It will be challenging for the Federal Reserve to reduce inflation to its target of 2% without significantly raising the unemployment rate and possibly sinking the U.S. into a recession, according to a new working paper announced Tuesday from UC San Diego’s Rady School of Management.
Inflation has come down significantly from nearly 9% to 3% and unemployment continues to stay low, but according to the authors, in the current U.S. economy, the labor market is behind about half of the rise in inflation. The other half can be attributed to special pandemic-related supply factors.
“While there is optimism that the Fed’s efforts tackling inflation by raising interest rates can achieve a `soft landing,’ the historical analysis we have undertaken suggests that there is a steep trade-off between unemployment and inflation when the economy is running hot as it is now,” said Allan Timmermann, co-author of the paper and a distinguished professor of finance at the Rady School. “This means that further reductions in inflation will increasingly come up against tightness in the labor market.
“If the Fed wants to go the last mile and bring inflation to its 2% target, this is likely to come at the cost of increased unemployment and runs the risk of triggering a recession,” Timmermann said.
The focus of the analysis in the paper is on understanding how the Phillips Curve — an economic theory that claims inflation and unemployment have an inverse relationship — has changed over time and identifying possible drivers of such change. The researchers found that the traditional Phillips Curve has flattened significantly over time due to events such as the integration of China in the world trade system in 2000, which helped keep prices low and increased global productivity.
“In `normal times’ there is essentially no trade-off between unemployment and inflation,” said Timmermann. “However, we also find a strikingly strong trade-off between unemployment and inflation when the labor market — as it is now — is running really hot with lower-than-normal unemployment.”
The authors say that large portions of prior data linking labor markets and inflation are uninformative when looking at the U.S. economy as a whole because inflation was so low for many decades with spells of inflation as high as it is now mostly limited to the 1970s.
Using a statistical method that allows researchers to analyze pooled cross sections of data — such as employment and price levels in different cities and across different times — Timmermann and co-authors found patterns that help explain the various factors impacting Tuesday’s economy.

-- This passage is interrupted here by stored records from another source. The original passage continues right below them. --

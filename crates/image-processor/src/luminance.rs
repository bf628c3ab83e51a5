//! Per-pixel luminance extraction.

use image::RgbaImage;
use tracing::debug;

use crate::field::IntensityField;

/// Reduce every pixel to the unweighted mean of its R, G and B channels.
///
/// Alpha is ignored.
pub fn extract_luminance(img: &RgbaImage) -> IntensityField {
    let (width, height) = img.dimensions();
    debug!(width, height, "Extracting luminance");

    let samples = img
        .pixels()
        .map(|p| (f32::from(p[0]) + f32::from(p[1]) + f32::from(p[2])) / 3.0)
        .collect();

    IntensityField::from_samples(width as usize, height as usize, samples)
        .unwrap_or_else(|| IntensityField::new(width as usize, height as usize))
}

“The strong trade-off between inflation and unemployment in hot labor markets like the current one suggests that inflation could be higher for longer unless the Fed’s past and future actions manage to cool down the labor market quite significantly,” Timmermann said. “In other words: so far the Fed has managed a `soft landing’ with significant declines in inflation over the last year or so without increasing unemployment.
“But bringing down the current inflation rate from 3% to the target of 2% without risking a much weaker labor market with higher unemployment could prove far more difficult,” he said.
He added that with wages continuing to rise at close to 5%, it will be very hard to bring overall inflation to 2% with salaries growing at that pace.